» Required work
Look below for the line holding "line.update(conn).await?;" and the line holding "if let Some(id) = refs.shipping_id". Transcribe exactly those lines and all lines between them, nothing more.

———

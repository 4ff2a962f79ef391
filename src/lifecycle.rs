//! Cart and order state transitions.
//!
//! An order is either an open cart (`checkout_date` null) or placed. Every
//! transition runs in one transaction that first locks the owning user's row,
//! so two requests for the same user cannot both open a cart.

use chrono::Utc;
use sea_orm::{
    sea_query::Expr, ActiveModelTrait, ColumnTrait, ConnectionTrait, DatabaseConnection, DbErr,
    EntityTrait, QueryFilter, QueryOrder, QuerySelect, Set, TransactionTrait,
};
use serde::Deserialize;
use tracing::{debug, info, warn};

use crate::entities::{address, credit_card, order, order_content, product, user};
use crate::error::ShopError;

/// The references an order write carries and that must belong to the order's user.
#[derive(Clone, Copy, Debug, Default, PartialEq, Eq, Deserialize)]
pub struct OrderRefs {
    pub billing_id: Option<i32>,
    pub shipping_id: Option<i32>,
    pub credit_card_id: Option<i32>,
}

impl OrderRefs {
    pub fn of(order: &order::Model) -> Self {
        Self {
            billing_id: order.billing_id,
            shipping_id: order.shipping_id,
            credit_card_id: order.credit_card_id,
        }
    }
}

/// A loosely typed value from an anonymous cart, either a number or text.
#[derive(Clone, Debug, PartialEq, Eq, Deserialize)]
#[serde(untagged)]
pub enum Scalar {
    Int(i64),
    Text(String),
}

impl Scalar {
    fn as_int(&self) -> Option<i64> {
        match self {
            Self::Int(value) => Some(*value),
            Self::Text(text) => text.trim().parse().ok(),
        }
    }

    fn is_blank(&self) -> bool {
        matches!(self, Self::Text(text) if text.trim().is_empty())
    }
}

/// One `(product_id, quantity)` pair from an anonymous cart.
#[derive(Clone, Debug, PartialEq, Eq, Deserialize)]
pub struct IncomingLine {
    pub product_id: Scalar,
    pub quantity: Scalar,
}

impl IncomingLine {
    pub fn new(product_id: i32, quantity: i32) -> Self {
        Self {
            product_id: Scalar::Int(product_id.into()),
            quantity: Scalar::Int(quantity.into()),
        }
    }

    pub fn raw(product_id: &str, quantity: &str) -> Self {
        Self {
            product_id: Scalar::Text(product_id.to_owned()),
            quantity: Scalar::Text(quantity.to_owned()),
        }
    }

    /// `(product_id, quantity)` when the product id is present and the
    /// quantity is a positive integer.
    pub fn coerce(&self) -> Option<(i32, i32)> {
        if self.product_id.is_blank() {
            return None;
        }
        let product_id = i32::try_from(self.product_id.as_int()?).ok()?;
        let quantity = i32::try_from(self.quantity.as_int()?).ok()?;
        (quantity > 0).then_some((product_id, quantity))
    }
}

/// Returns the user's open cart, creating an empty one with the user's default
/// addresses when none exists.
pub async fn get_or_create_cart(
    db: &DatabaseConnection,
    user_id: i32,
) -> Result<order::Model, ShopError> {
    let txn = db.begin().await?;
    let user = lock_user(&txn, user_id).await?;
    let cart = open_cart(&txn, &user).await?;
    txn.commit().await?;
    Ok(cart)
}

/// Folds an anonymous cart into the user's persisted cart. Entries with a
/// blank or unknown product, or a non-positive quantity, are skipped.
pub async fn merge_cart(
    db: &DatabaseConnection,
    user_id: i32,
    items: &[IncomingLine],
) -> Result<order::Model, ShopError> {
    let txn = db.begin().await?;
    let user = lock_user(&txn, user_id).await?;
    let cart = open_cart(&txn, &user).await?;

    let mut merged = 0;
    for item in items {
        let Some((product_id, quantity)) = item.coerce() else {
            warn!(user_id, ?item, "Skipping malformed cart entry");
            continue;
        };
        if product::Entity::find_by_id(product_id).one(&txn).await?.is_none() {
            warn!(
                user_id,
                product_id,
                "Skipping cart entry for unknown product"
            );
            continue;
        }
        if !add_line(&txn, cart.id, product_id, quantity).await? {
            warn!(
                user_id,
                product_id,
                quantity,
                "Skipping cart entry, quantity would overflow"
            );
            continue;
        }
        merged += 1;
    }

    txn.commit().await?;
    info!(
        user_id,
        order_id = cart.id,
        merged,
        skipped = items.len() - merged,
        "Merged cart"
    );
    Ok(cart)
}

/// Adds `quantity` of one product to the user's cart.
pub async fn add_to_cart(
    db: &DatabaseConnection,
    user_id: i32,
    product_id: i32,
    quantity: i32,
) -> Result<order::Model, ShopError> {
    if quantity <= 0 {
        return Err(ShopError::rule("quantity", "quantity must be greater than 0"));
    }

    let txn = db.begin().await?;
    let user = lock_user(&txn, user_id).await?;
    if product::Entity::find_by_id(product_id).one(&txn).await?.is_none() {
        return Err(ShopError::not_found("product", product_id));
    }
    let cart = open_cart(&txn, &user).await?;
    if !add_line(&txn, cart.id, product_id, quantity).await? {
        return Err(ShopError::invalid("quantity"));
    }
    txn.commit().await?;

    debug!(
        user_id,
        order_id = cart.id,
        product_id,
        quantity,
        "Added product to cart"
    );
    Ok(cart)
}

/// CART → PLACED. Placing an already placed order leaves its checkout date alone.
pub async fn place_order(
    db: &DatabaseConnection,
    order_id: i32,
) -> Result<order::Model, ShopError> {
    let txn = db.begin().await?;
    let order = lock_order(&txn, order_id).await?;
    if order.is_placed() {
        return Ok(order);
    }

    validate_refs(&txn, order.user_id, &OrderRefs::of(&order), true).await?;

    let now = Utc::now();
    let mut active: order::ActiveModel = order.into();
    active.checkout_date = Set(Some(now));
    active.updated_at = Set(now);
    let placed = active.update(&txn).await?;
    txn.commit().await?;

    info!(order_id, user_id = placed.user_id, "Order placed");
    Ok(placed)
}

/// PLACED → CART, refused while the user has another open cart.
pub async fn reopen_cart(
    db: &DatabaseConnection,
    order_id: i32,
) -> Result<order::Model, ShopError> {
    let txn = db.begin().await?;
    let order = lock_order(&txn, order_id).await?;
    if !order.is_placed() {
        return Ok(order);
    }

    let other_cart = order::Entity::find()
        .filter(order::Column::UserId.eq(order.user_id))
        .filter(order::Column::CheckoutDate.is_null())
        .filter(order::Column::Id.ne(order.id))
        .one(&txn)
        .await?;
    if other_cart.is_some() {
        warn!(
            order_id,
            user_id = order.user_id,
            "Refusing to reopen order, user has a cart"
        );
        return Err(ShopError::rule(
            "checkout_date",
            "user already has an unplaced order",
        ));
    }

    validate_refs(&txn, order.user_id, &OrderRefs::of(&order), false).await?;

    let mut active: order::ActiveModel = order.into();
    active.checkout_date = Set(None);
    active.updated_at = Set(Utc::now());
    let reopened = active.update(&txn).await?;
    txn.commit().await?;

    info!(
        order_id,
        user_id = reopened.user_id,
        "Order reopened as cart"
    );
    Ok(reopened)
}

/// Replaces the billing, shipping and payment references of an order.
pub async fn update_order_refs(
    db: &DatabaseConnection,
    order_id: i32,
    refs: OrderRefs,
) -> Result<order::Model, ShopError> {
    let txn = db.begin().await?;
    let order = lock_order(&txn, order_id).await?;

    validate_refs(&txn, order.user_id, &refs, order.is_placed()).await?;

    let mut active: order::ActiveModel = order.into();
    active.billing_id = Set(refs.billing_id);
    active.shipping_id = Set(refs.shipping_id);
    active.credit_card_id = Set(refs.credit_card_id);
    active.updated_at = Set(Utc::now());
    let updated = active.update(&txn).await?;
    txn.commit().await?;

    Ok(updated)
}

async fn lock_user<C: ConnectionTrait>(conn: &C, user_id: i32) -> Result<user::Model, ShopError> {
    touch_user(conn, user_id).await?;
    user::Entity::find_by_id(user_id)
        .lock_exclusive()
        .one(conn)
        .await?
        .ok_or_else(|| ShopError::not_found("user", user_id))
}

/// Locks the owner of the order, then reads the order again under that lock.
async fn lock_order<C: ConnectionTrait>(
    conn: &C,
    order_id: i32,
) -> Result<order::Model, ShopError> {
    touch_order(conn, order_id).await?;
    let order = find_order(conn, order_id).await?;
    lock_user(conn, order.user_id).await?;
    find_order(conn, order_id).await
}

/// SQLite drops `FOR UPDATE`, so each transaction opens with a write that
/// changes nothing. That takes the database write lock before anything is read,
/// and a competing transaction waits in the busy handler until the first commits.
async fn touch_user<C: ConnectionTrait>(conn: &C, user_id: i32) -> Result<(), DbErr> {
    user::Entity::update_many()
        .col_expr(user::Column::UpdatedAt, Expr::col(user::Column::UpdatedAt).into())
        .filter(user::Column::Id.eq(user_id))
        .exec(conn)
        .await?;
    Ok(())
}

async fn touch_order<C: ConnectionTrait>(conn: &C, order_id: i32) -> Result<(), DbErr> {
    order::Entity::update_many()
        .col_expr(order::Column::UpdatedAt, Expr::col(order::Column::UpdatedAt).into())
        .filter(order::Column::Id.eq(order_id))
        .exec(conn)
        .await?;
    Ok(())
}

async fn find_order<C: ConnectionTrait>(
    conn: &C,
    order_id: i32,
) -> Result<order::Model, ShopError> {
    order::Entity::find_by_id(order_id)
        .one(conn)
        .await?
        .ok_or_else(|| ShopError::not_found("order", order_id))
}

async fn open_cart<C: ConnectionTrait>(
    conn: &C,
    user: &user::Model,
) -> Result<order::Model, ShopError> {
    let existing = order::Entity::find()
        .filter(order::Column::UserId.eq(user.id))
        .filter(order::Column::CheckoutDate.is_null())
        .order_by_asc(order::Column::Id)
        .one(conn)
        .await?;
    if let Some(cart) = existing {
        return Ok(cart);
    }

    let refs = OrderRefs {
        billing_id: user.billing_id,
        shipping_id: user.shipping_id,
        credit_card_id: None,
    };
    validate_refs(conn, user.id, &refs, false).await?;

    let now = Utc::now();
    let cart = order::ActiveModel {
        user_id: Set(user.id),
        billing_id: Set(refs.billing_id),
        shipping_id: Set(refs.shipping_id),
        credit_card_id: Set(None),
        checkout_date: Set(None),
        created_at: Set(now),
        updated_at: Set(now),
        ..Default::default()
    }
    .insert(conn)
    .await?;

    debug!(user_id = user.id, order_id = cart.id, "Created cart");
    Ok(cart)
}

/// Increments the line for `product_id`, or inserts one. Returns `false`
/// without writing when the summed quantity does not fit in an `i32`.
async fn add_line<C: ConnectionTrait>(
    conn: &C,
    order_id: i32,
    product_id: i32,
    quantity: i32,
) -> Result<bool, ShopError> {
    let existing = order_content::Entity::find()
        .filter(order_content::Column::OrderId.eq(order_id))
        .filter(order_content::Column::ProductId.eq(product_id))
        .one(conn)
        .await?;

    match existing {
        Some(line) => {
            let Some(total) = line.quantity.checked_add(quantity) else {
                return Ok(false);
            };
            let mut line: order_content::ActiveModel = line.into();
            line.quantity = Set(total);
            line.update(conn).await?;
        }
        None => {
            order_content::ActiveModel {
                order_id: Set(order_id),
                product_id: Set(product_id),
                quantity: Set(quantity),
                created_at: Set(Utc::now()),
                ..Default::default()
            }
            .insert(conn)
            .await?;
        }
    }
    Ok(true)
}

/// Billing and shipping addresses must belong to the user; so must the credit
/// card once the order is placed.
async fn validate_refs<C: ConnectionTrait>(
    conn: &C,
    user_id: i32,
    refs: &OrderRefs,
    placed: bool,
) -> Result<(), ShopError> {
    if let Some(id) = refs.billing_id {
        if !owns_address(conn, user_id, id).await? {
            return Err(ShopError::invalid("billing_id"));
        }
    }
    if let Some(id) = refs.shipping_id {
        if !owns_address(conn, user_id, id).await? {
            return Err(ShopError::invalid("shipping_id"));
        }
    }
    if placed {
        if let Some(id) = refs.credit_card_id {
            if !owns_credit_card(conn, user_id, id).await? {
                return Err(ShopError::invalid("credit_card_id"));
            }
        }
    }
    Ok(())
}

pub(crate) async fn owns_address<C: ConnectionTrait>(
    conn: &C,
    user_id: i32,
    address_id: i32,
) -> Result<bool, ShopError> {
    Ok(address::Entity::find_by_id(address_id)
        .filter(address::Column::UserId.eq(user_id))
        .one(conn)
        .await?
        .is_some())
}

async fn owns_credit_card<C: ConnectionTrait>(
    conn: &C,
    user_id: i32,
    card_id: i32,
) -> Result<bool, ShopError> {
    Ok(credit_card::Entity::find_by_id(card_id)
        .filter(credit_card::Column::UserId.eq(user_id))
        .one(conn)
        .await?
        .is_some())
}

———

» Reply to the task
            line.update(conn).await?;
        }
        None => {
            order_content::ActiveModel {
                order_id: Set(order_id),
                product_id: Set(product_id),
                quantity: Set(quantity),
                created_at: Set(Utc::now()),
                ..Default::default()
            }
            .insert(conn)
            .await?;
        }
    }
    Ok(true)
}

/// Billing and shipping addresses must belong to the user; so must the credit
/// card once the order is placed.
async fn validate_refs<C: ConnectionTrait>(
    conn: &C,
    user_id: i32,
    refs: &OrderRefs,
    placed: bool,
) -> Result<(), ShopError> {
    if let Some(id) = refs.billing_id {
        if !owns_address(conn, user_id, id).await? {
            return Err(ShopError::invalid("billing_id"));
        }
    }
    if let Some(id) = refs.shipping_id {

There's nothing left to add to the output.